Cinque giorni sul tetto della provincia per protestare contro quattro mesi di mancato pagamento. Accade a Vibo Valentia in Calabria dove, dopo l'occupazione della locale provincia, circa trenta lavoratori da giorni e a turno sono accampati, giorno e notte, sul tetto dell'edificio per denunciare il collasso dei servizi e i mancati salari. Da mesi, anni, infatti si trascina il 'fallimento' economico e finanziario della provincia di Vibo, 'incancrenito' dalla legge Delrio, e dai successivi provvedimenti messi in campo per procedere nel processo di cancellazione delle province, a partire dalla legge di stabilità per arrivare al decreto enti locali. Intanto da inizio anno, dopo mesi passati con stipendi erogati a singhiozzo, i poco più di 370 dipendenti della provincia non percepiscono nulla per i servizi che, tra le mille difficoltà dettate dal processo di riordino, forniscono ai cittadini.

Una situazione difficile, punta dell'iceberg di una vertenza che vede impegnati da mesi i lavoratori e le lavoratrici delle provincie che temono, e vivono, rischi gravi per il loro lavoro e per i servizi che erogano ai cittadini. “Stiamo vivendo in queste ore una situazione molto delicata, non solo sul versante 'professionale' ma soprattutto sul lato umano: tante lavoratrici e lavoratori della provincia versano in condizioni disperate, tra bollette non pagate e pignoramenti in atto”, dice Alfredo Iorno, segretario generale della Fp Cgil Calabria, che aggiunge: “Due giorni fa, sul tetto, siamo arrivati ad un tentativo di suicidio, sventato con un intervento quasi miracoloso da un altro lavoratore”.

Al momento non pare ci sia una soluzione alle porte, al contrario. “La prospettiva per il resto dell'anno, a situazione vigente, è che vengano erogati altri due soli stipendi”, racconta Bruno Schipano, Rsu della Fp Cgil alla provincia. “Il disequilibrio economico finanziario dell'ente infatti - spiega Schipano - è determinato da un disavanzo di oltre 6 milioni di euro per l'anno in corso che è il frutto di entrate pari a 14 milioni e uscite obbligatorie di 20,5 milioni.
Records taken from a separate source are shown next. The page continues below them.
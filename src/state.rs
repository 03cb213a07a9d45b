use std::fs;
use std::path::{Path, PathBuf};

use thiserror::Error;

use crate::types::Config;

const STATE_DIR: &str = ".reactivate";

#[derive(Debug, Error)]
pub enum ConfigError {
    #[error("Could not find home directory")]
    HomeDirNotFound,

    #[error("Failed to read config {path}: {source}")]
    Read {
        path: PathBuf,
        source: std::io::Error,
    },

    #[error("Failed to parse config {path}: {source}")]
    Parse {
        path: PathBuf,
        source: serde_json::Error,
    },

    #[error("Failed to write config {path}: {source}")]
    Write {
        path: PathBuf,
        source: std::io::Error,
    },
}

/// Get the state directory (~/.reactivate)
pub fn state_dir() -> Result<PathBuf, ConfigError> {
    let home = dirs::home_dir().ok_or(ConfigError::HomeDirNotFound)?;
    Ok(home.join(STATE_DIR))
}

/// Get the canonical config file path (~/.reactivate/config.json)
pub fn config_path() -> Result<PathBuf, ConfigError> {
    Ok(state_dir()?.join("config.json"))
}

/// Load configuration from ~/.reactivate/config.json
pub fn load_config() -> Result<Config, ConfigError> {
    load_config_at(&config_path()?)
}

/// Load configuration from `path`. A missing file means all defaults.
pub fn load_config_at(path: &Path) -> Result<Config, ConfigError> {
    if !path.exists() {
        log::debug!("No config at {}; using defaults", path.display());
        return Ok(Config::default());
    }

    let content = fs::read_to_string(path).map_err(|source| ConfigError::Read {
        path: path.to_path_buf(),
        source,
    })?;

    serde_json::from_str(&content).map_err(|source| ConfigError::Parse {
        path: path.to_path_buf(),
        source,
    })
}

pub fn save_config(config: &Config) -> Result<(), ConfigError> {
    save_config_at(&config_path()?, config)
}

/// Write `config` as pretty JSON, creating the parent directory.
pub fn save_config_at(path: &Path, config: &Config) -> Result<(), ConfigError> {
    let write_err = |source| ConfigError::Write {
        path: path.to_path_buf(),
        source,
    };
    if let Some(parent) = path.parent() {
        if !parent.as_os_str().is_empty() && !parent.exists() {
            fs::create_dir_all(parent).map_err(write_err)?;
        }
    }

    let content = serde_json::to_string_pretty(config)
        .map_err(|e| write_err(std::io::Error::other(e)))?;
    fs::write(path, content).map_err(write_err)
}

/// Concrete file locations, with unset config paths filled in under
/// `~/.reactivate/`.
#[derive(Debug, Clone, PartialEq, Eq)]
pub struct DataPaths {
    pub db: PathBuf,
    pub archive: PathBuf,
    pub staging: PathBuf,
    pub outbox: PathBuf,
    pub template: Option<PathBuf>,
}

impl DataPaths {
    pub fn resolve(config: &Config) -> Result<Self, ConfigError> {
        Ok(Self::resolve_in(config, &state_dir()?))
    }

    pub fn resolve_in(config: &Config, base: &Path) -> Self {
        let pick = |configured: &Option<PathBuf>, default: &str| {
            configured.clone().unwrap_or_else(|| base.join(default))
        };
        Self {
            db: pick(&config.db_path, "clients.db"),
            archive: pick(&config.archive_path, "fully_contacted_clients.db"),
            staging: pick(&config.staging_path, "bulk_client_staging.txt"),
            outbox: pick(&config.outbox_path, "outbox.ndjson"),
            template: config.template_path.clone(),
        }
    }
}

#[cfg(test)]
mod tests {
    use super::*;

    #[test]
    fn test_missing_config_is_default() {
        let dir = tempfile::tempdir().unwrap();
        let config = load_config_at(&dir.path().join("config.json")).unwrap();
        assert_eq!(config.removal_threshold, 1);
        assert_eq!(config.reminder_offset_days, 30);
    }

    #[test]
    fn test_malformed_config_is_parse_error() {
        let dir = tempfile::tempdir().unwrap();
        let path = dir.path().join("config.json");
        fs::write(&path, "{ not json").unwrap();
        assert!(matches!(
            load_config_at(&path),
            Err(ConfigError::Parse { .. })
        ));
    }

    #[test]
    fn test_save_then_load() {
        let dir = tempfile::tempdir().unwrap();
        let path = dir.path().join("nested").join("config.json");
        let config = Config {
            removal_threshold: 3,
            staging_path: Some(PathBuf::from("/tmp/staging.txt")),
            ..Config::default()
        };
        save_config_at(&path, &config).unwrap();

        let loaded = load_config_at(&path).unwrap();
        assert_eq!(loaded.removal_threshold, 3);
        assert_eq!(loaded.staging_path, config.staging_path);
        let raw = fs::read_to_string(&path).unwrap();
        assert!(raw.contains("\"removalThreshold\": 3"));
    }

    #[test]
    fn test_paths_default_under_base() {
        let base = Path::new("/home/dana/.reactivate");
        let config = Config {
            db_path: Some(PathBuf::from("/srv/clients.db")),
            ..Config::default()
        };
        let paths = DataPaths::resolve_in(&config, base);
        assert_eq!(paths.db, PathBuf::from("/srv/clients.db"));
        assert_eq!(paths.archive, base.join("fully_contacted_clients.db"));
        assert_eq!(paths.staging, base.join("bulk_client_staging.txt"));
        assert_eq!(paths.outbox, base.join("outbox.ndjson"));
        assert!(paths.template.is_none());
    }
}
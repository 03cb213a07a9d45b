//! Whole-record validation for incoming clients.
//!
//! Checks run in a fixed order and the first failure wins:
//! 1. term count
//! 2. last visit (must not be in the future)
//! 3. reminder date (bulk: any side of today; interactive: not in the past),
//!    defaulting to today plus the reminder offset when omitted
//! 4. email shape

use crate::dates::{DateNormalizer, TemporalConstraint};
use crate::email::validate_email;
use crate::error::ValidationError;
use crate::types::ClientRecord;

const MIN_BULK_TERMS: usize = 3;
const MAX_BULK_TERMS: usize = 5;

/// One client entered by hand: three positional fields plus optional
/// named overrides.
#[derive(Debug, Clone, Default)]
pub struct InteractiveInput {
    pub positional: Vec<String>,
    pub reminder_date: Option<String>,
    pub email: Option<String>,
}

impl InteractiveInput {
    pub fn new(first_name: &str, last_name: &str, last_visit: &str) -> Self {
        Self {
            positional: vec![
                first_name.to_string(),
                last_name.to_string(),
                last_visit.to_string(),
            ],
            ..Default::default()
        }
    }

    pub fn with_reminder_date(mut self, raw: &str) -> Self {
        self.reminder_date = Some(raw.to_string());
        self
    }

    pub fn with_email(mut self, email: &str) -> Self {
        self.email = Some(email.to_string());
        self
    }
}

#[derive(Debug, Clone)]
pub struct RecordValidator {
    dates: DateNormalizer,
}

impl RecordValidator {
    pub fn new(dates: DateNormalizer) -> Self {
        Self { dates }
    }

    pub fn dates(&self) -> &DateNormalizer {
        &self.dates
    }

    /// Validate one staging line (whitespace-separated fields).
    pub fn validate_line(&self, line: &str) -> Result<ClientRecord, ValidationError> {
        let tokens: Vec<&str> = line.split_whitespace().collect();
        self.validate_bulk(&tokens)
    }

    /// Validate positional bulk fields:
    /// `first last last_visit [reminder_date [email]]`.
    pub fn validate_bulk(&self, tokens: &[&str]) -> Result<ClientRecord, ValidationError> {
        if !(MIN_BULK_TERMS..=MAX_BULK_TERMS).contains(&tokens.len()) {
            return Err(ValidationError::IncorrectNumberOfTerms {
                found: tokens.len(),
            });
        }
        self.build(
            tokens[0],
            tokens[1],
            tokens[2],
            tokens.get(3).copied(),
            TemporalConstraint::None,
            tokens.get(4).copied(),
        )
    }

    /// Validate a hand-entered client.
    pub fn validate_interactive(
        &self,
        input: &InteractiveInput,
    ) -> Result<ClientRecord, ValidationError> {
        let found: usize = input
            .positional
            .iter()
            .map(|field| field.split_whitespace().count())
            .sum();
        if input.positional.len() != MIN_BULK_TERMS || found != MIN_BULK_TERMS {
            return Err(ValidationError::IncorrectNumberOfTerms { found });
        }
        self.build(
            &input.positional[0],
            &input.positional[1],
            &input.positional[2],
            input.reminder_date.as_deref(),
            TemporalConstraint::MustNotBePast,
            input.email.as_deref(),
        )
    }

    fn build(
        &self,
        first_name: &str,
        last_name: &str,
        last_visit: &str,
        reminder_date: Option<&str>,
        reminder_constraint: TemporalConstraint,
        email: Option<&str>,
    ) -> Result<ClientRecord, ValidationError> {
        let last_visit = self
            .dates
            .parse_constrained(last_visit, TemporalConstraint::MustNotBeFuture)?;

        let reminder_date = match reminder_date {
            Some(raw) => self.dates.parse_constrained(raw, reminder_constraint)?,
            None => self.dates.default_reminder_date(),
        };

        if !validate_email(email) {
            return Err(ValidationError::InvalidEmail {
                email: email.unwrap_or_default().to_string(),
            });
        }

        Ok(ClientRecord {
            first_name: first_name.to_string(),
            last_name: last_name.to_string(),
            last_visit,
            reminder_date,
            email: email.filter(|e| !e.is_empty()).map(str::to_string),
            times_contacted: 0,
        })
    }
}
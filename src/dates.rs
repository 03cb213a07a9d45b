//! Calendar date parsing, validation and formatting for client records.
//!
//! Accepted input is `M/D/Y` or `M-D-Y` with one or two digit month and day
//! and a two or four digit year. Dates render back as `M/D/Y` without zero
//! padding. "Now" is read from a [`Clock`] on every call so a long-running
//! process never works from a stale default.

use std::sync::OnceLock;

use chrono::{Datelike, Duration, Local, NaiveDate, NaiveDateTime, NaiveTime};
use regex::Regex;
use thiserror::Error;

pub use crate::error::TemporalConstraint;
use crate::types::Config;

/// Source of the current moment.
#[derive(Debug, Clone, Copy, PartialEq, Eq)]
pub enum Clock {
    /// Local wall-clock time, read on every call.
    System,
    /// A pinned moment, for tests and replays.
    Fixed(NaiveDateTime),
}

impl Clock {
    pub fn now(&self) -> NaiveDateTime {
        match self {
            Clock::System => Local::now().naive_local(),
            Clock::Fixed(at) => *at,
        }
    }

    pub fn today(&self) -> NaiveDate {
        self.now().date()
    }
}

/// Why a raw date string was refused.
#[derive(Debug, Clone, PartialEq, Eq, Error)]
pub enum DateError {
    #[error("Incorrect date formatting: {0}")]
    Format(String),

    #[error("Impossible date: {0}")]
    Range(String),

    #[error("Date too far in past: {0}")]
    TooFarInPast(String),

    #[error("Date {raw} {}", .constraint.describe())]
    TemporalConstraint {
        raw: String,
        constraint: TemporalConstraint,
    },
}

fn re_date() -> &'static Regex {
    static RE: OnceLock<Regex> = OnceLock::new();
    RE.get_or_init(|| {
        Regex::new(r"^([0-9]{1,2})[/-]([0-9]{1,2})[/-]([0-9]{4}|[0-9]{2})$").unwrap()
    })
}

/// Render a date as `M/D/Y`, e.g. `3/4/2018`.
pub fn format_date(date: NaiveDate) -> String {
    format!("{}/{}/{}", date.month(), date.day(), date.year())
}

/// Parses and checks dates against the configured age ceiling and the
/// current day.
#[derive(Debug, Clone)]
pub struct DateNormalizer {
    clock: Clock,
    max_age_years: u32,
    reminder_offset_days: u32,
}

impl DateNormalizer {
    /// Normalizer on the system clock.
    pub fn new(config: &Config) -> Self {
        Self::with_clock(config, Clock::System)
    }

    pub fn with_clock(config: &Config, clock: Clock) -> Self {
        Self {
            clock,
            max_age_years: config.max_age_years,
            reminder_offset_days: config.reminder_offset_days,
        }
    }

    pub fn clock(&self) -> Clock {
        self.clock
    }

    pub fn today(&self) -> NaiveDate {
        self.clock.today()
    }

    /// Parse a raw date, refusing anything older than the age ceiling.
    pub fn parse(&self, raw: &str) -> Result<NaiveDate, DateError> {
        let now = self.clock.now();
        let date = self.parse_calendar(raw, now)?;

        // The ceiling is 52 weeks per year, measured from this exact moment.
        // One too wide for chrono to represent means no ceiling at all.
        let weeks = 52 * i64::from(self.max_age_years);
        let cutoff = Duration::try_weeks(weeks).and_then(|span| now.checked_sub_signed(span));
        if let Some(cutoff) = cutoff {
            if date.and_time(NaiveTime::default()) < cutoff {
                return Err(DateError::TooFarInPast(raw.to_string()));
            }
        }
        Ok(date)
    }

    /// Parse a date already held in the store. No age ceiling applies: a
    /// client admitted years ago keeps a readable record.
    pub fn parse_stored(&self, raw: &str) -> Result<NaiveDate, DateError> {
        self.parse_calendar(raw, self.clock.now())
    }

    fn parse_calendar(&self, raw: &str, now: NaiveDateTime) -> Result<NaiveDate, DateError> {
        let caps = re_date()
            .captures(raw)
            .ok_or_else(|| DateError::Format(raw.to_string()))?;

        let month: u32 = caps[1]
            .parse()
            .map_err(|_| DateError::Format(raw.to_string()))?;
        let day: u32 = caps[2]
            .parse()
            .map_err(|_| DateError::Format(raw.to_string()))?;

        // Two-digit years borrow the current year's first two digits:
        // "18" in 2026 is 2018, and "99" in 2026 is 2099.
        let year_text = if caps[3].len() == 2 {
            let current = format!("{:04}", now.year());
            format!("{}{}", &current[..2], &caps[3])
        } else {
            caps[3].to_string()
        };
        let year: i32 = year_text
            .parse()
            .map_err(|_| DateError::Format(raw.to_string()))?;

        if year < 1 {
            return Err(DateError::Range(raw.to_string()));
        }
        NaiveDate::from_ymd_opt(year, month, day).ok_or_else(|| DateError::Range(raw.to_string()))
    }

    pub fn is_in_future(&self, date: NaiveDate) -> bool {
        self.today() < date
    }

    pub fn is_in_past(&self, date: NaiveDate) -> bool {
        self.today() > date
    }

    pub fn is_today(&self, date: NaiveDate) -> bool {
        self.today() == date
    }

    /// True when a client with this reminder date should be contacted now.
    pub fn contact_now(&self, date: NaiveDate) -> bool {
        self.is_today(date) || self.is_in_past(date)
    }

    /// Parse, apply a temporal constraint, and render as `M/D/Y`.
    pub fn prepare(&self, raw: &str, constraint: TemporalConstraint) -> Result<String, DateError> {
        self.parse_constrained(raw, constraint).map(format_date)
    }

    /// Parse and refuse a date on the forbidden side of today.
    pub fn parse_constrained(
        &self,
        raw: &str,
        constraint: TemporalConstraint,
    ) -> Result<NaiveDate, DateError> {
        let date = self.parse(raw)?;
        let violated = match constraint {
            TemporalConstraint::None => false,
            TemporalConstraint::MustNotBeFuture => self.is_in_future(date),
            TemporalConstraint::MustNotBePast => self.is_in_past(date),
        };
        if violated {
            return Err(DateError::TemporalConstraint {
                raw: raw.to_string(),
                constraint,
            });
        }
        Ok(date)
    }

    /// Reminder date for a client with no explicit schedule: today plus the
    /// configured offset.
    pub fn default_reminder_date(&self) -> NaiveDate {
        let today = self.today();
        today
            .checked_add_signed(Duration::days(i64::from(self.reminder_offset_days)))
            .unwrap_or(today)
    }

    pub fn default_reminder_string(&self) -> String {
        format_date(self.default_reminder_date())
    }
}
Senza contare i 3,5 milioni per le spese ordinarie, quelle per esempio della manutenzione di strade e scuole, che non ci sono e i debiti della provincia verso fornitori e altri che si trascinano dalla situazione di dissesto ante 2013, pari ad una cifra tra 15 e 20 milioni di euro”.

Ma il tema, aggiunge Schipano, “non è solo il sacrosanto diritto allo stipendio ma anche l'erogazione dei servizi ai cittadini che si sta cancellando. Non protestiamo solo per il nostro stipendio noi protestiamo per la garanzia e il diritto ai servizi pubblici”. Sono i servizi, con i lavoratori, che si stanno cancellando. “Da mesi stiamo portando avanti una battaglia in difesa dei servizi pubblici, in difesa dei lavoratori che li forniscono, e contro chi vuole cancellarli, magari con l'intento di privatizzarli”, commenta infatti il segretario nazionale della Fp Cgil, Federico Bozzanca. “Situazione come quella di Vibo, così come quella della provincia di Biella, sono lì a dimostrarci che un processo di riordino senza alcuna logica, ma fondato solo sui tagli alle risorse, porta diritti ad una situazione di collasso del sistema inevitabile”.

Per denunciare questo stato, Cgil Cil e Uil di categoria hanno promosso un presidio nazionale lo scorso giovedì 25 giugno a Roma per chiedere un cambiamento al dl enti locali: “Non c'è niente in quel provvedimento che dia risposte a Vibo - precisa Bozzanca - per non parlare dei precari abbandonati al loro destino, la cancellazione della polizia provinciale e lo smantellamento dei centri per l'impiego. Il dl deve cambiare e per questo siamo mobilitati”. In attesa che il decreto avvii il suo percorso di conversione i lavoratori della provincia sono ancora sul tetto e nella sede, rivendicano una risposta, per il futuro del loro lavoro, per quello dei servizi ai cittadini.